Photo by Kerry Hayes (C) 2015 SPOTLIGHT FILM, LLC



世界を揺るがした“結果”への道。


大混戦・大混乱の本年度アカデミー賞において作品賞と脚本賞を受賞した「スポットライト世紀のスクープ」がいよいよ日本公開される。
知っている人が見れば、この映画を見ると「大統領の陰謀」(76年、アラン・J ・パクラ監督)思い起こすだろう。

一方はカトリック教会の長年行われてきた神父による少年への性的虐待行われ、それが組織的(カトリック総本山バチカンも含む)に隠蔽されていたということを暴き。もう一方はアメリカ民主党の本部への盗聴侵入事件に当時の共和党の現職リチャード・ニクソン大統領までもが(間接的に)関与しているという一大政治スキャンダルを暴いた。

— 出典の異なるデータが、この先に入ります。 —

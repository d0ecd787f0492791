//! Route weather briefing from local METAR/TAF JSON.
//!
//! Usage:
//!   aura-brief brief --route "KJFK KBOS" --metars metars.json --tafs tafs.json
//!   aura-brief arc --from 40.64,-73.78 --to 51.47,-0.45
//!   aura-brief aircraft

use std::path::PathBuf;

use anyhow::Result;
use aura_cli::commands::{aircraft, arc, brief};
use aura_cli::parse_lat_lon;
use aura_core::{BriefingRules, GeoPoint};
use clap::{Parser, Subcommand};
use tracing_subscriber::{layer::SubscriberExt, util::SubscriberInitExt, EnvFilter};

#[derive(Parser, Debug)]
#[command(author, version, about = "Route weather briefings: arcs, performance and alternates")]
struct Args {
    /// Log debug output to stderr
    #[arg(short, long, global = true)]
    verbose: bool,

    #[command(subcommand)]
    command: Command,
}

#[derive(Subcommand, Debug)]
enum Command {
    /// Brief a route from METAR (and optional TAF) JSON files
    Brief {
        /// Airport identifiers separated by spaces or commas
        #[arg(long)]
        route: String,
        /// aviationweather.gov METAR JSON
        #[arg(long, env = "AURA_METARS")]
        metars: PathBuf,
        /// aviationweather.gov TAF JSON
        #[arg(long, env = "AURA_TAFS")]
        tafs: Option<PathBuf>,
        /// Aircraft type (C172, B737, A320)
        #[arg(long, env = "AURA_AIRCRAFT")]
        aircraft: Option<String>,
        /// Samples per map arc in JSON output
        #[arg(long, env = "AURA_ARC_SAMPLES", default_value_t = 64)]
        samples: usize,
        /// Print the full briefing as JSON
        #[arg(long)]
        json: bool,
    },
    /// Sample the great circle between two points
    Arc {
        /// Start as LAT,LON
        #[arg(long, value_parser = parse_lat_lon, allow_hyphen_values = true)]
        from: GeoPoint,
        /// End as LAT,LON
        #[arg(long, value_parser = parse_lat_lon, allow_hyphen_values = true)]
        to: GeoPoint,
        #[arg(long, default_value_t = 64)]
        samples: usize,
        #[arg(long)]
        json: bool,
    },
    /// List supported aircraft
    Aircraft,
}

fn main() -> Result<()> {
    let args = Args::parse();

    let directive = if args.verbose { "aura_core=debug,aura_cli=debug" } else { "warn" };
    tracing_subscriber::registry()
        .with(tracing_subscriber::fmt::layer().with_writer(std::io::stderr))
        .with(EnvFilter::try_from_default_env().unwrap_or_else(|_| EnvFilter::new(directive)))
        .init();

    let output = match args.command {
        Command::Brief { route, metars, tafs, aircraft, samples, json } => {
            let rules = BriefingRules::default();
            let rules = BriefingRules {
                arc_samples: rules.clamp_samples(samples),
                ..rules
            };
            let brief_args = brief::BriefArgs {
                route: &route,
                metars: &metars,
                tafs: tafs.as_deref(),
                aircraft: aircraft.as_deref(),
                json,
            };
            brief::run(&brief_args, &rules)?
        }
        Command::Arc { from, to, samples, json } => arc::run(from, to, samples, json)?,
        Command::Aircraft => aircraft::run(),
    };

    print!("{output}");
    if !output.ends_with('\n') {
        println!();
    }
    Ok(())
}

結果として当時のカトリック教会教皇ベネディクト16世は退位を迫られ、ニクソン大統領に至っては本当に辞職に追い込まれてしまった。
ところで、この世界的なスキャンダルは如何にして白日の下にさらされたのか?どういう人間が、何をきっかけに調査を始めたのか?どのような妨害、障害があったのか?

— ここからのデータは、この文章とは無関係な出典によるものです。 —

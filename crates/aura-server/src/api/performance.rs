//! Aircraft table and performance estimation endpoints.

use std::sync::Arc;

use axum::{extract::State, Json};
use serde::{Deserialize, Serialize};

use aura_core::{
    estimate_with_profile, leg_breakdown, resolve_aircraft, AircraftProfile, LegEstimate,
    PerformanceResult, RouteLeg, AIRCRAFT_PROFILES,
};

use crate::api::error::ApiError;
use crate::api::geodesic::checked_point;
use crate::state::AppState;

pub async fn list_aircraft() -> Json<Vec<AircraftProfile>> {
    Json(AIRCRAFT_PROFILES.to_vec())
}

#[derive(Debug, Deserialize)]
pub struct PerformanceRequest {
    pub legs: Vec<RouteLeg>,
    pub aircraft_type: Option<String>,
}

#[derive(Debug, Serialize)]
pub struct PerformanceResponse {
    pub result: PerformanceResult,
    pub breakdown: Vec<LegEstimate>,
}

pub async fn estimate(
    State(state): State<Arc<AppState>>,
    Json(mut req): Json<PerformanceRequest>,
) -> Result<Json<PerformanceResponse>, ApiError> {
    normalize_legs(&mut req.legs)?;
    let aircraft = aircraft_for(&state, req.aircraft_type.as_deref());

    let result = estimate_with_profile(&req.legs, aircraft);
    let breakdown = leg_breakdown(&req.legs, aircraft);

    tracing::info!(
        aircraft = aircraft.code,
        legs = req.legs.len(),
        distance_nm = result.total_distance_nm,
        "performance estimated"
    );

    Ok(Json(PerformanceResponse { result, breakdown }))
}

/// Reject legs whose positions are out of range and normalise the rest in
/// place; deserialised points bypass `GeoPoint::new`.
pub(crate) fn normalize_legs(legs: &mut [RouteLeg]) -> Result<(), ApiError> {
    for leg in legs.iter_mut() {
        if let Some(position) = leg.position {
            leg.position = Some(checked_point(&leg.icao, position)?);
        }
    }
    Ok(())
}

/// Requested aircraft, or the configured default when none is given.
pub(crate) fn aircraft_for(state: &AppState, requested: Option<&str>) -> &'static AircraftProfile {
    let code = requested
        .map(str::trim)
        .filter(|code| !code.is_empty())
        .unwrap_or(&state.rules().default_aircraft);
    resolve_aircraft(code)
}
use std::fmt::Write;
use std::fs;
use std::path::Path;

use anyhow::{Context, Result};
use aura_core::{
    parse_metar_reports, parse_route, parse_taf_reports, reduce, Briefing, BriefingAction,
    BriefingRules, BriefingState, TafRecord,
};

pub struct BriefArgs<'a> {
    pub route: &'a str,
    pub metars: &'a Path,
    pub tafs: Option<&'a Path>,
    pub aircraft: Option<&'a str>,
    pub json: bool,
}

/// Load reports from disk and assemble the briefing.
pub fn assemble(args: &BriefArgs<'_>, rules: &BriefingRules) -> Result<Briefing> {
    let route = parse_route(args.route).context("invalid route")?;

    let metar_json = fs::read_to_string(args.metars)
        .with_context(|| format!("reading {}", args.metars.display()))?;
    let metars = parse_metar_reports(&metar_json)
        .with_context(|| format!("parsing METARs from {}", args.metars.display()))?;

    let tafs: Vec<TafRecord> = match args.tafs {
        Some(path) => {
            let taf_json = fs::read_to_string(path).with_context(|| format!("reading {}", path.display()))?;
            parse_taf_reports(&taf_json).with_context(|| format!("parsing TAFs from {}", path.display()))?
        }
        None => Vec::new(),
    };

    tracing::debug!(stops = route.len(), metars = metars.len(), tafs = tafs.len(), "reports loaded");

    let aircraft = args.aircraft.unwrap_or(rules.default_aircraft.as_str()).to_string();
    let state = [
        BriefingAction::SetRoute(route),
        BriefingAction::SelectAircraft(aircraft),
        BriefingAction::ReportsLoaded { metars, tafs },
    ]
    .into_iter()
    .fold(BriefingState::default(), reduce);

    Ok(Briefing::assemble(&state, rules))
}

pub fn run(args: &BriefArgs<'_>, rules: &BriefingRules) -> Result<String> {
    let briefing = assemble(args, rules)?;
    if args.json {
        return Ok(serde_json::to_string_pretty(&briefing)?);
    }
    Ok(render(&briefing))
}

/// Plain-text briefing.
pub fn render(briefing: &Briefing) -> String {
    let mut out = String::new();
    let _ = writeln!(out, "Route: {}", briefing.route.join(" -> "));
    let _ = writeln!(out, "Aircraft: {} ({})", briefing.aircraft.name, briefing.aircraft.code);
    let _ = writeln!(out);

    for (leg, marker) in briefing.legs.iter().zip(1..) {
        let wind = match leg.wind {
            Some(wind) => match (wind.direction_deg, wind.gust_kt) {
                (Some(dir), Some(gust)) => format!("{dir:03.0}@{:.0}G{gust:.0}kt", wind.speed_kt),
                (Some(dir), None) => format!("{dir:03.0}@{:.0}kt", wind.speed_kt),
                (None, _) => format!("VRB@{:.0}kt", wind.speed_kt),
            },
            None => "wind n/a".to_string(),
        };
        let _ = writeln!(out, "{marker:>2}. {} [{}] {}", leg.icao, leg.category, wind);
        if let Some(raw) = &leg.raw_metar {
            let _ = writeln!(out, "    METAR {raw}");
        }
        let _ = writeln!(out, "    TAF: {}", leg.taf_outlook.summary());
    }

    let perf = &briefing.performance;
    let _ = writeln!(out);
    let _ = writeln!(out, "Distance: {:.0} NM", perf.total_distance_nm);
    let _ = writeln!(out, "Time en route: {}", perf.total_time);
    let _ = writeln!(out, "Fuel: {:.1} {}", perf.total_fuel, perf.aircraft.fuel_unit);
    for leg in &briefing.breakdown {
        let time = leg
            .time_hours
            .map(|hours| format!("{:.2} h", hours))
            .unwrap_or_else(|| "no time (groundspeed <= 0)".to_string());
        let _ = writeln!(
            out,
            "  {} -> {}: {:.0} NM, course {:03.0}, GS {:.0} kt, {}",
            leg.from, leg.to, leg.distance_nm, leg.true_course_deg, leg.groundspeed_kt, time
        );
    }

    if let Some(alternative) = &briefing.alternative {
        let suggestion = &alternative.suggestion;
        let _ = writeln!(out);
        let _ = writeln!(
            out,
            "{}: consider {} instead of {} ({})",
            suggestion.reason,
            suggestion.alternate_icao,
            suggestion.adverse_icao,
            suggestion.route.join(" -> ")
        );
        if let Some(comparison) = &alternative.comparison {
            let _ = writeln!(
                out,
                "  alternative: {:.0} NM ({:+.0}), {}, fuel {:+.1} {}",
                comparison.alternative.total_distance_nm,
                comparison.distance_delta_nm(),
                comparison.alternative.total_time,
                comparison.fuel_delta(),
                comparison.alternative.aircraft.fuel_unit
            );
        }
    }
    out
}
//! Path management for tally-cli
//!
//! Provides XDG-compliant path resolution for configuration and data files.
//!
//! ## Path Resolution Order
//!
//! 1. `TALLY_CLI_DATA_DIR` environment variable (if set)
//! 2. Unix (Linux/macOS): `$XDG_CONFIG_HOME/tally-cli` or `~/.config/tally-cli`
//! 3. Windows: `%APPDATA%\tally-cli`

use std::path::PathBuf;

use crate::error::TallyError;

/// Manages all paths used by tally-cli
#[derive(Debug, Clone)]
pub struct TallyPaths {
    /// Base directory for all tally-cli data
    base_dir: PathBuf,
}

impl TallyPaths {
    /// Create a new TallyPaths instance
    ///
    /// Path resolution:
    /// 1. `TALLY_CLI_DATA_DIR` env var (explicit override)
    /// 2. Unix: `$XDG_CONFIG_HOME/tally-cli` or `~/.config/tally-cli`
    /// 3. Windows: `%APPDATA%\tally-cli`
    ///
    /// # Errors
    ///
    /// Returns an error if the home directory cannot be determined.
    pub fn new() -> Result<Self, TallyError> {
        let base_dir = if let Ok(custom) = std::env::var("TALLY_CLI_DATA_DIR") {
            PathBuf::from(custom)
        } else {
            resolve_default_path()?
        };

        Ok(Self { base_dir })
    }

    /// Create TallyPaths with a custom base directory (useful for testing)
    pub fn with_base_dir(base_dir: PathBuf) -> Self {
        Self { base_dir }
    }

    /// Get the base directory (~/.config/tally-cli/ or equivalent)
    pub fn base_dir(&self) -> &PathBuf {
        &self.base_dir
    }

    /// Get the config directory (same as base for simplicity)
    pub fn config_dir(&self) -> PathBuf {
        self.base_dir.clone()
    }

    /// Get the data directory (~/.config/tally-cli/data/)
    pub fn data_dir(&self) -> PathBuf {
        self.base_dir.join("data")
    }

    /// Get the path to the settings file
    pub fn settings_file(&self) -> PathBuf {
        self.base_dir.join("config.json")
    }

    /// Get the path to expenses.json (the full expense ledger)
    pub fn expenses_file(&self) -> PathBuf {
        self.data_dir().join("expenses.json")
    }

    /// Get the path to state.json (active month marker and archived history)
    pub fn state_file(&self) -> PathBuf {
        self.data_dir().join("state.json")
    }

    /// Ensure all required directories exist
    ///
    /// Creates:
    /// - Base directory (~/.config/tally-cli/)
    /// - Data directory (~/.config/tally-cli/data/)
    pub fn ensure_directories(&self) -> Result<(), TallyError> {
        std::fs::create_dir_all(&self.base_dir)
            .map_err(|e| TallyError::Io(format!("Failed to create base directory: {}", e)))?;

        std::fs::create_dir_all(self.data_dir())
            .map_err(|e| TallyError::Io(format!("Failed to create data directory: {}", e)))?;

        Ok(())
    }
}

/// Resolve the default data directory path based on platform
#[cfg(not(windows))]
fn resolve_default_path() -> Result<PathBuf, TallyError> {
    // Unix (Linux/macOS): Use XDG_CONFIG_HOME if set, otherwise ~/.config
    let config_base = match std::env::var("XDG_CONFIG_HOME") {
        Ok(xdg) => PathBuf::from(xdg),
        Err(_) => {
            let home = std::env::var("HOME")
                .map_err(|_| TallyError::Config("Could not determine home directory".into()))?;
            PathBuf::from(home).join(".config")
        }
    };
    Ok(config_base.join("tally-cli"))
}

/// Resolve the default data directory path based on platform
#[cfg(windows)]
fn resolve_default_path() -> Result<PathBuf, TallyError> {
    // Windows: Use APPDATA
    let appdata = std::env::var("APPDATA")
        .map_err(|_| TallyError::Config("Could not determine APPDATA directory".into()))?;
    Ok(PathBuf::from(appdata).join("tally-cli"))
}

世界を大きく揺るがした“結果”に対して、その道程は思いのほか知られていない。

二つのジャーナリズム


ジャーナリズムの定義・分類方法は様々な研究が現在進行形でもあるので、語り始めるとなるとなかなか難しいところだが、一つの分け方として“批評型”と“調査型”の二つがある。

近年、インターネット・SNS等の発信ツールが増えたこともあって、批評型ジャーナリズムの比重が極端に増えている。もちろんジャーナリズムの批判性は権威・権力者への監視・警告を与える“第四の権力”として、どの時代にも求められるものではあるもの、一歩間違えると“どれだけ巧みに相手の批判(悪口)をいうか?”ということに力点が置かれやすい。批評がいつの間にか批判へスライドしてしまい、物事の真偽は徐々に後方に置かれていく。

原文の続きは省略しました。